The black cat, surprisingly, caused less of a drop than the white cat. The black cat lowered the minimum percentage to 40%. The luck average was 47.2%. This range is still within the percentage range of the unaffected luck. The luck has not descended out of the average range of the subject.

The luck of the second subject was slightly different. His percentages were 40-52%, averaging 46.8%. When his path was crossed by a white cat, his success rate became 40-60%, averaging 49.6%. The white cat caused a gain in luck! The black cat caused an expansion in luck, to 36-56%. Both results go directly against the old superstition. If black cats are unlucky, then why did the subject’s luck increase? One possibility is the corollary superstition that a black cat running away from you is bad luck whereas a black cat approaching you is good. But neither applies here. The cats crossed the subject’s path at nearly a right angle. The cat did not move towards the subject or away from him. Secondly, the subject’s luck range did not simple shift upward, it expanded. The minimum was lowered and the maximum was raised.The possibility for bad luck was there, but so was the possibility for good luck. This remains unexplained by the superstition.
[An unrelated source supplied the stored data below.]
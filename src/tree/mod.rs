//! Lossless source tree for one Python file
//!
//! Wraps a tree-sitter parse into a flat, immutable node table. Children
//! reference their parent by index into the table (no owning back-references,
//! so parent links cost nothing to drop), and every node keeps its exact byte
//! span in the original text, which is what makes format-preserving rewrites
//! possible: any node's original bytes can be reproduced verbatim.
//!
//! The table is built once per file and never mutated; every guard reads the
//! same tree, so per-file analysis can fan out without locking.

mod suppress;


pub use suppress::{SuppressLexicon, SuppressionIndex};

use serde::{Deserialize, Serialize};
use thiserror::Error;
use tree_sitter::{Language, Node, Parser, TreeCursor};

/// Stable identity of a node in a [`SourceTree`]. Ids are assigned in
/// pre-order, so a node's id is always smaller than its descendants'.
#[derive(Debug, Clone, Copy, PartialEq, Eq, PartialOrd, Ord, Hash, Serialize, Deserialize)]
pub struct NodeId(pub u32);

impl NodeId {
    fn index(self) -> usize {
        self.0 as usize
    }
}

#[derive(Debug, Clone)]
struct NodeData {
    kind: &'static str,
    named: bool,
    /// Field name of this node within its parent (`left`, `right`, ...)
    field: Option<&'static str>,
    start_byte: usize,
    end_byte: usize,
    /// 1-based start line
    line: u32,
    parent: Option<NodeId>,
    children: Vec<NodeId>,
    /// One past the last pre-order id in this node's subtree
    subtree_end: u32,
}

/// Why a file could not be parsed.
#[derive(Debug, Error)]
pub enum ParseError {
    #[error("syntax error at line {line}")]
    Syntax { line: u32 },
    #[error("source contains a NUL byte at offset {0}")]
    NulByte(usize),
    #[error("python grammar failed to load: {0}")]
    Grammar(String),
    #[error("parser produced no tree")]
    Empty,
}

impl ParseError {
    /// Line to anchor the `parse` diagnostic at.
    pub fn line(&self) -> u32 {
        match self {
            ParseError::Syntax { line } => *line,
            _ => 1,
        }
    }
}

/// Immutable, parent-linked syntax tree plus the source text it was built
/// from. Owned by the analysis pass that requested it.
#[derive(Debug)]
pub struct SourceTree {
    source: String,
    nodes: Vec<NodeData>,
}

impl SourceTree {
    /// Parse Python source into a node table.
    ///
    /// Any syntax error anywhere in the file rejects the whole file: a tree
    /// with error nodes would make span-based rewrites unreliable, and the
    /// driver reports the file with a single `parse` diagnostic instead.
    pub fn parse(source: &str) -> Result<SourceTree, ParseError> {
        if let Some(pos) = source.bytes().position(|b| b == 0) {
            return Err(ParseError::NulByte(pos));
        }

        let mut parser = Parser::new();
        let language: Language = tree_sitter_python::LANGUAGE.into();
        parser
            .set_language(&language)
            .map_err(|e| ParseError::Grammar(e.to_string()))?;

        let ts_tree = parser.parse(source, None).ok_or(ParseError::Empty)?;
        let root = ts_tree.root_node();
        if let Some(line) = first_error_line(root) {
            return Err(ParseError::Syntax { line });
        }

        let mut nodes = Vec::with_capacity(root.descendant_count());
        let mut cursor = root.walk();
        flatten(&mut cursor, None, None, &mut nodes);

        Ok(SourceTree {
            source: source.to_string(),
            nodes,
        })
    }

    pub fn root(&self) -> NodeId {
        NodeId(0)
    }

    pub fn source(&self) -> &str {
        &self.source
    }

    pub fn node_count(&self) -> usize {
        self.nodes.len()
    }

    pub fn kind(&self, id: NodeId) -> &str {
        self.nodes[id.index()].kind
    }

    pub fn is_named(&self, id: NodeId) -> bool {
        self.nodes[id.index()].named
    }

    /// Exact original bytes of the node.
    pub fn text(&self, id: NodeId) -> &str {
        let n = &self.nodes[id.index()];
        &self.source[n.start_byte..n.end_byte]
    }

    /// 1-based start line.
    pub fn line(&self, id: NodeId) -> u32 {
        self.nodes[id.index()].line
    }

    /// Byte span `(start, end)` in the original text.
    pub fn span(&self, id: NodeId) -> (usize, usize) {
        let n = &self.nodes[id.index()];
        (n.start_byte, n.end_byte)
    }

    pub fn parent(&self, id: NodeId) -> Option<NodeId> {
        self.nodes[id.index()].parent
    }

    pub fn children(&self, id: NodeId) -> &[NodeId] {
        &self.nodes[id.index()].children
    }

    pub fn named_children(&self, id: NodeId) -> impl Iterator<Item = NodeId> + '_ {
        self.nodes[id.index()]
            .children
            .iter()
            .copied()
            .filter(|c| self.is_named(*c))
    }

    /// First child carrying the given tree-sitter field name.
    pub fn child_by_field(&self, id: NodeId, field: &str) -> Option<NodeId> {
        self.nodes[id.index()]
            .children
            .iter()
            .copied()
            .find(|c| self.nodes[c.index()].field == Some(field))
    }

    /// Pre-order iterator over the subtree rooted at `id`, excluding `id`.
    pub fn descendants(&self, id: NodeId) -> impl Iterator<Item = NodeId> + '_ {
        let end = self.nodes[id.index()].subtree_end;
        (id.0 + 1..end).map(NodeId)
    }

    /// Pre-order iterator over every node of the given kind.
    pub fn nodes_of_kind<'a>(&'a self, kind: &'a str) -> impl Iterator<Item = NodeId> + 'a {
        (0..self.nodes.len() as u32)
            .map(NodeId)
            .filter(move |id| self.kind(*id) == kind)
    }

    /// Nearest enclosing `function_definition`, if any.
    pub fn enclosing_function(&self, id: NodeId) -> Option<NodeId> {
        let mut cur = self.parent(id);
        while let Some(p) = cur {
            if self.kind(p) == "function_definition" {
                return Some(p);
            }
            cur = self.parent(p);
        }
        None
    }

    /// Name of a `function_definition` node.
    pub fn function_name(&self, func: NodeId) -> Option<&str> {
        self.child_by_field(func, "name").map(|n| self.text(n))
    }

    /// True if `inner` is `outer` or lies inside `outer`'s subtree.
    pub fn is_within(&self, inner: NodeId, outer: NodeId) -> bool {
        inner.0 >= outer.0 && inner.0 < self.nodes[outer.index()].subtree_end
    }
}

fn first_error_line(root: Node) -> Option<u32> {
    if !root.has_error() {
        return None;
    }
    let mut cursor = root.walk();
    let line = find_error(&mut cursor);
    // has_error() was true, so an ERROR or MISSING node must exist; fall back
    // to the root's line if the walk somehow misses it.
    Some(line.unwrap_or(root.start_position().row as u32 + 1))
}

fn find_error(cursor: &mut TreeCursor) -> Option<u32> {
    let node = cursor.node();
    if node.is_error() || node.is_missing() {
        return Some(node.start_position().row as u32 + 1);
    }
    if !node.has_error() {
        return None;
    }
    if cursor.goto_first_child() {
        loop {
            if let Some(line) = find_error(cursor) {
                return Some(line);
            }
            if !cursor.goto_next_sibling() {
                break;
            }
        }
        cursor.goto_parent();
    }
    None
}

fn flatten(
    cursor: &mut TreeCursor,
    parent: Option<NodeId>,
    field: Option<&'static str>,
    nodes: &mut Vec<NodeData>,
) -> NodeId {
    let node = cursor.node();
    let id = NodeId(nodes.len() as u32);
    nodes.push(NodeData {
        kind: node.kind(),
        named: node.is_named(),
        field,
        start_byte: node.start_byte(),
        end_byte: node.end_byte(),
        line: node.start_position().row as u32 + 1,
        parent,
        children: Vec::new(),
        subtree_end: 0,
    });

    if cursor.goto_first_child() {
        loop {
            let child_field = cursor.field_name();
            let child = flatten(cursor, Some(id), child_field, nodes);
            nodes[id.index()].children.push(child);
            if !cursor.goto_next_sibling() {
                break;
            }
        }
        cursor.goto_parent();
    }

    nodes[id.index()].subtree_end = nodes.len() as u32;
    id
}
In conclusion, neither cat produced a drastic change in the subject’s luck. True, the subject’s luck declined slightly, but the change was not great enough to leave the subject’s average luck range. There are several objections that believers could raise. It could be said that the cat affects not guessing power but fortune and misfortune in real-life situations. I own a black cat, and although she has crossed my path hundreds of times, I see no degradation in my schoolwork or social life. It could be said that the computer’s brain is somehow beyond the cat’s influence. I see no difference between an object that could land on one of 2 sides and a stream of electrons that could end in one of 2 states. Another argument is that the stakes must be raised so that there is a disadvantage to losing. This implies the existence of a malevolent being, manifested in cats, whose reason for existence is to deny people fortune. But that is ridiculous. The idea that black cats cause bad luck is false. Cats do not affect the luck of anyone whose path has been crossed.